Over the last few years Global capability centres (GCCs) have grown in significance in the global ecosystem and have evolved from being an ‘internal service provider’ to being a ‘value creator’. India is home to more than 1,430 GCCs, directly employing 1.38+ million people, with a market size of US$35.9 billion as of FY2021. While a lot of initial growth was in facilities and administrative (F&A) costs, contact center operations, the last few years have seen a disproportionate growth in the technology and digital space with a bulk of global tech capabilities either sitting in the GCCs or with third party service providers.
While there has been organic growth of digital capabilities in GCCs, the pandemic has played a role of an accelerator for multinational corporations (MNCs) to drive more digitization across the value chain. Most of the global organisations depended on GCCs for their business continuity during the pandemic and GCCs were at the forefront of driving digitization for the global organisations due to capability concentration and will play an even more important role to do the same in the future.
Leveraging the strong technology services ecosystem
There was a time when headquarters used to look at GCCs and third party providers as either/or but today most organisations have a hybrid operating model and GCCs are playing a key role in managing third parties as well as leveraging their capabilities to drive more digitisation. Also, in most cases, GCCs and ITES companies tap into the same talent pool and are able to drive learning and knowledge seamlessly.
Partnering with start-ups
Start-ups are at the forefront of leading innovation agenda and GCCs are a lever for start-ups to go global and solve business problems. GCCs are partnering with startups for their low-cost, high-impact tech and digital solutions. GCCs in return invest in startups and take them to global markets. More than US $1.5 billion was invested in 2019 in start-ups by companies with GCC in India. About 80-90K people were hired in startups founded by ex-GCC employees. There are 10-15% of tech startup founders/CEOs who have roots in GCCs.
Investing in Skill building
To build a specialised knowledge pool GCCs are spending close to $275–325 million to impart the relevant capability development and are training professionals in digital and emerging technology skills (e.g., AI, analytics). This coupled with investment by government, ITES and other sectors in skill building is leading to increasing the required skills.

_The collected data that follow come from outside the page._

//! Network-synchronized account
//!
//! Wraps a [`LocalAccount`] and keeps it in step with the ledger: state is
//! fetched on first use, each block is published as soon as it is built,
//! and a stale `previous` triggers a refresh and a rebuild. One fair lock
//! per account serializes every read-build-publish sequence.

use crate::config::Settings;
use crate::core::{AccountState, Block, BlockHash, NanoAccount, PrivateKey, WorkGenerator};
use crate::error::{NanoError, Result};
use crate::network::{AccountInfo, LedgerNetwork, ProcessResponse, RetryPolicy};
use crate::wallet::factory::BlockFactory;
use crate::wallet::local::LocalAccount;
use log::{debug, info, warn};
use parking_lot::FairMutex;
use std::sync::Arc;

pub const DEFAULT_RECEIVE_BATCH_SIZE: usize = 10;

#[derive(Debug, Clone, Copy, PartialEq, Eq)]
pub enum SyncStatus {
    /// State has never been fetched, or the last fetch failed
    Uninitialized,
    Synced,
}

/// What a build step hands to the publish loop: a block that must go out,
/// or an optional one when there may be nothing to do
trait Built {
    fn block(&self) -> Option<&Block>;
}

impl Built for Block {
    fn block(&self) -> Option<&Block> {
        Some(self)
    }
}

impl Built for Option<Block> {
    fn block(&self) -> Option<&Block> {
        self.as_ref()
    }
}

struct Synced {
    local: LocalAccount,
    status: SyncStatus,
}

pub struct NetworkAccount {
    account: NanoAccount,
    inner: FairMutex<Synced>,
    network: Arc<dyn LedgerNetwork>,
    policy: RetryPolicy,
    receive_batch_size: usize,
    receive_threshold: u128,
}

impl NetworkAccount {
    pub fn new(
        key: PrivateKey,
        factory: BlockFactory,
        network: Arc<dyn LedgerNetwork>,
    ) -> Result<NetworkAccount> {
        let local = LocalAccount::new(key, factory, AccountState::UNOPENED)?;
        Ok(NetworkAccount {
            account: local.account().clone(),
            inner: FairMutex::new(Synced {
                local,
                status: SyncStatus::Uninitialized,
            }),
            network,
            policy: RetryPolicy::default(),
            receive_batch_size: DEFAULT_RECEIVE_BATCH_SIZE,
            receive_threshold: 0,
        })
    }

    /// Build an account from loaded settings; they must name a default
    /// representative
    pub fn from_settings(
        key: PrivateKey,
        work: Arc<dyn WorkGenerator>,
        network: Arc<dyn LedgerNetwork>,
        settings: &Settings,
    ) -> Result<NetworkAccount> {
        settings.validate()?;
        let representative = settings.representative_account()?.ok_or_else(|| {
            NanoError::Config("a default representative is required".to_string())
        })?;
        let factory = BlockFactory::new(work, representative).with_prefix(&settings.address_prefix)?;
        Ok(NetworkAccount::new(key, factory, network)?
            .with_policy(RetryPolicy::new(settings.max_publish_attempts))
            .with_receive_batch_size(settings.receive_batch_size)
            .with_receive_threshold(settings.receive_threshold_raw))
    }

    pub fn with_policy(mut self, policy: RetryPolicy) -> NetworkAccount {
        self.policy = policy;
        self
    }

    pub fn with_receive_batch_size(mut self, size: usize) -> NetworkAccount {
        self.receive_batch_size = size.max(1);
        self
    }

    /// Smallest pending amount `receive_pending` picks up
    pub fn with_receive_threshold(mut self, threshold: u128) -> NetworkAccount {
        self.receive_threshold = threshold;
        self
    }

    pub fn receive_threshold(&self) -> u128 {
        self.receive_threshold
    }

    pub fn account(&self) -> &NanoAccount {
        &self.account
    }

    pub fn status(&self) -> SyncStatus {
        self.inner.lock().status
    }

    /// Cached state, fetching it first if it never has been
    pub fn state(&self) -> Result<AccountState> {
        let mut inner = self.inner.lock();
        self.ensure_synced(&mut inner)?;
        Ok(inner.local.state().clone())
    }

    /// Fetch the account's current state from the ledger
    pub fn refresh_state(&self) -> Result<AccountState> {
        let mut inner = self.inner.lock();
        self.refresh(&mut inner)?;
        Ok(inner.local.state().clone())
    }

    pub fn send(&self, destination: &NanoAccount, amount: u128) -> Result<Block> {
        let mut inner = self.inner.lock();
        self.publish(&mut inner, |local| local.create_send(destination, amount))
    }

    /// Send the whole balance; `None` when the balance is zero
    pub fn send_all(&self, destination: &NanoAccount) -> Result<Option<Block>> {
        let mut inner = self.inner.lock();
        self.publish(&mut inner, |local| local.create_send_all(destination))
    }

    pub fn receive(&self, source: &BlockHash, amount: u128) -> Result<Block> {
        let mut inner = self.inner.lock();
        self.publish(&mut inner, |local| local.create_receive(source, amount))
    }

    /// `None` when `representative` is already the current one
    pub fn change_representative(&self, representative: &NanoAccount) -> Result<Option<Block>> {
        let mut inner = self.inner.lock();
        self.publish(&mut inner, |local| {
            local.create_change_representative(representative)
        })
    }

    /// Receive up to `count` pending sends of at least `threshold` raw.
    /// The lock is held for the whole batch.
    pub fn receive_batch(&self, count: usize, threshold: u128) -> Result<Vec<Block>> {
        let mut inner = self.inner.lock();
        self.receive_batch_locked(&mut inner, count, threshold)
    }

    /// `receive_all` with the configured threshold
    pub fn receive_pending(&self) -> Result<Vec<Block>> {
        self.receive_all(self.receive_threshold)
    }

    /// Receive batches until one comes back short. Never returns while
    /// someone keeps sending to the account faster than it receives.
    pub fn receive_all(&self, threshold: u128) -> Result<Vec<Block>> {
        let mut inner = self.inner.lock();
        let mut received = Vec::new();
        loop {
            let batch = self.receive_batch_locked(&mut inner, self.receive_batch_size, threshold)?;
            let short = batch.len() < self.receive_batch_size;
            received.extend(batch);
            if short {
                return Ok(received);
            }
        }
    }

    fn receive_batch_locked(
        &self,
        inner: &mut Synced,
        count: usize,
        threshold: u128,
    ) -> Result<Vec<Block>> {
        self.ensure_synced(inner)?;
        let pending = self.network.pending(&self.account, count, threshold)?;
        debug!("{} receivable block(s) for {}", pending.len(), self.account);

        let mut blocks = Vec::with_capacity(pending.len());
        for receivable in pending {
            let block = self.publish(inner, |local| {
                local.create_receive(&receivable.hash, receivable.amount)
            })?;
            blocks.push(block);
        }
        Ok(blocks)
    }

    fn ensure_synced(&self, inner: &mut Synced) -> Result<()> {
        if inner.status == SyncStatus::Uninitialized {
            self.refresh(inner)?;
        }
        Ok(())
    }

    fn refresh(&self, inner: &mut Synced) -> Result<()> {
        match self.network.account_info(&self.account) {
            Ok(snapshot) => {
                let state = AccountInfo::into_state(snapshot);
                debug!("Refreshed {}: {state}", self.account);
                inner.local.update_state(state);
                inner.status = SyncStatus::Synced;
                Ok(())
            }
            Err(e) => {
                inner.status = SyncStatus::Uninitialized;
                Err(e)
            }
        }
    }

    /// Build with `build`, publish, and commit on acceptance. Stale
    /// rejections refresh and rebuild up to the policy's attempt limit.
    fn publish<T, F>(&self, inner: &mut Synced, mut build: F) -> Result<T>
    where
        T: Built,
        F: FnMut(&mut LocalAccount) -> Result<T>,
    {
        self.ensure_synced(inner)?;
        let attempts = self.policy.max_attempts();
        let mut last_reason = String::new();

        for attempt in 1..=attempts {
            let built = build(&mut inner.local)?;
            let Some(block) = built.block() else {
                return Ok(built);
            };

            let response = match self.network.process(block) {
                Ok(response) => response,
                Err(e) => {
                    inner.local.discard_pending();
                    return Err(e);
                }
            };

            match response {
                ProcessResponse::Accepted(hash) => {
                    if hash != *block.hash() {
                        warn!("Node reported {hash} for published block {}", block.hash());
                    }
                    info!("Published {block} for {}", self.account);
                    inner.local.commit()?;
                    return Ok(built);
                }
                ProcessResponse::Rejected(reason) if self.policy.is_stale(&reason) => {
                    inner.local.discard_pending();
                    warn!(
                        "{block} rejected as stale ({reason}), attempt {attempt}/{attempts}"
                    );
                    last_reason = reason;
                    if attempt < attempts {
                        self.refresh(inner)?;
                    }
                }
                ProcessResponse::Rejected(reason) => {
                    inner.local.discard_pending();
                    return Err(NanoError::Rejected(reason));
                }
            }
        }

        inner.status = SyncStatus::Uninitialized;
        Err(NanoError::ConcurrentUse {
            attempts,
            reason: last_reason,
        })
    }
}

#[cfg(test)]
mod tests {
    use super::*;
    use crate::core::block::fixtures::*;
    use crate::network::{BlockInfo, Receivable};
    use crate::wallet::factory::test_support::CountingWork;
    use parking_lot::Mutex;
    use std::collections::VecDeque;

    #[derive(Default)]
    struct ScriptedLedger {
        info: Mutex<Option<AccountInfo>>,
        replies: Mutex<VecDeque<ProcessResponse>>,
        processed: Mutex<Vec<Block>>,
        info_calls: Mutex<u32>,
    }

    impl LedgerNetwork for ScriptedLedger {
        fn account_info(&self, _account: &NanoAccount) -> Result<Option<AccountInfo>> {
            *self.info_calls.lock() += 1;
            Ok(self.info.lock().clone())
        }

        fn block_info(&self, _hash: &BlockHash) -> Result<Option<BlockInfo>> {
            Ok(None)
        }

        fn pending(&self, _: &NanoAccount, _: usize, _: u128) -> Result<Vec<Receivable>> {
            Ok(Vec::new())
        }

        fn process(&self, block: &Block) -> Result<ProcessResponse> {
            self.processed.lock().push(block.clone());
            Ok(self
                .replies
                .lock()
                .pop_front()
                .unwrap_or_else(|| ProcessResponse::Accepted(*block.hash())))
        }
    }

    fn wallet(ledger: Arc<ScriptedLedger>) -> NetworkAccount {
        let factory = BlockFactory::new(Arc::new(CountingWork::default()), representative());
        NetworkAccount::new(private_key(), factory, ledger).unwrap()
    }

    fn opened_ledger(balance: u128) -> Arc<ScriptedLedger> {
        let ledger = ScriptedLedger::default();
        *ledger.info.lock() = Some(AccountInfo {
            frontier: previous(),
            balance,
            representative: representative(),
        });
        Arc::new(ledger)
    }

    #[test]
    fn test_first_use_refreshes_lazily() {
        let ledger = opened_ledger(100);
        let wallet = wallet(ledger.clone());
        assert_eq!(wallet.status(), SyncStatus::Uninitialized);
        assert_eq!(*ledger.info_calls.lock(), 0);

        wallet.send(&account(), 10).unwrap();
        assert_eq!(wallet.status(), SyncStatus::Synced);
        assert_eq!(*ledger.info_calls.lock(), 1);
        assert_eq!(wallet.state().unwrap().balance(), 90);
    }

    #[test]
    fn test_unknown_account_is_unopened() {
        let wallet = wallet(Arc::new(ScriptedLedger::default()));
        assert_eq!(wallet.refresh_state().unwrap(), AccountState::UNOPENED);
    }

    #[test]
    fn test_unclassified_rejection_is_fatal_at_once() {
        let ledger = opened_ledger(100);
        ledger
            .replies
            .lock()
            .push_back(ProcessResponse::Rejected("Bad signature".to_string()));
        let wallet = wallet(ledger.clone());

        let err = wallet.send(&account(), 10).unwrap_err();
        assert!(matches!(err, NanoError::Rejected(ref reason) if reason == "Bad signature"));
        assert_eq!(ledger.processed.lock().len(), 1);
        assert_eq!(wallet.state().unwrap().balance(), 100);
    }

    #[test]
    fn test_custom_classifier_drives_retry() {
        let ledger = opened_ledger(100);
        ledger
            .replies
            .lock()
            .push_back(ProcessResponse::Rejected("E_STALE".to_string()));
        let wallet = wallet(ledger.clone())
            .with_policy(RetryPolicy::default().with_classifier(|r| r == "E_STALE"));

        wallet.send(&account(), 10).unwrap();
        assert_eq!(ledger.processed.lock().len(), 2);
        assert_eq!(*ledger.info_calls.lock(), 2);
        assert_eq!(wallet.status(), SyncStatus::Synced);
    }

    #[test]
    fn test_exhausted_retries_leave_account_uninitialized() {
        let ledger = opened_ledger(100);
        for _ in 0..2 {
            ledger
                .replies
                .lock()
                .push_back(ProcessResponse::Rejected("Fork".to_string()));
        }
        let wallet = wallet(ledger.clone()).with_policy(RetryPolicy::new(2));

        let err = wallet.send(&account(), 10).unwrap_err();
        assert!(matches!(err, NanoError::ConcurrentUse { attempts: 2, .. }));
        assert_eq!(wallet.status(), SyncStatus::Uninitialized);
        // the next call fetches again before building
        wallet.send(&account(), 10).unwrap();
        assert_eq!(*ledger.info_calls.lock(), 3);
        assert_eq!(wallet.status(), SyncStatus::Synced);
    }

    #[test]
    fn test_threshold_defaults_to_zero() {
        let wallet = wallet(opened_ledger(0));
        assert_eq!(wallet.receive_threshold(), 0);
        let wallet = wallet.with_receive_threshold(7);
        assert_eq!(wallet.receive_threshold(), 7);
        assert!(wallet.receive_pending().unwrap().is_empty());
    }

    #[test]
    fn test_nothing_to_do_publishes_nothing() {
        let ledger = opened_ledger(0);
        let wallet = wallet(ledger.clone());
        assert!(wallet.send_all(&account()).unwrap().is_none());
        assert!(wallet
            .change_representative(&representative())
            .unwrap()
            .is_none());
        assert!(ledger.processed.lock().is_empty());
    }
}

Playing the role of R&D and Innovation centres
More GCCs are being set up in India. Over the past five years, 30+ new centres for R&D and 60+ centres for digital work have been set up in India. These innovation centres undertake end to end product development, product innovation and technology transformation for their parent organisations which in turn gives them an increased role of driving transformation in the global setup
More Tech Leadership roles in GCCs
Given the increasing Tech focus in most GCCs, we are now starting to see more leadership roles sitting out of GCCs, whether it’s pillar leads, platform leads or even in some cases the CIOs who have good understanding of the overall technical and leadership capabilities.
Collaborate with academia
There is a big demand placed in talent where GCCs are tying up with academia and govt to try and drive a skill agenda so that India can remain the talent hub for GCCs. GCCs provide exposure to global ways of working and training in the latest digital technologies, such as AI and machine learning, providing first-hand experience and making students future ready for jobs-academia partnership. More than 0.5 million students picked AI and Internet of Things (IoT) skills through academia partnerships.
Covid has brought back the focus on flexibility that firms need in uncertain times, and GCCs provide the firms with flexibility that sometimes does not exist in third party contracts. Also, as subsequent waves of digitisation touch more core parts of the organization, there are concerns over Intellectual Property (IP) where again GCCs have an advantage.
Overall, GCCs have been a big lever for MNCs to drive and expedite digitisation and if they continue their journey of innovation and value addition, they will continue to play a pivotal role in digital transformation and in addition to be referred to as GCCs, they could also be referred as “Digital Business Services”.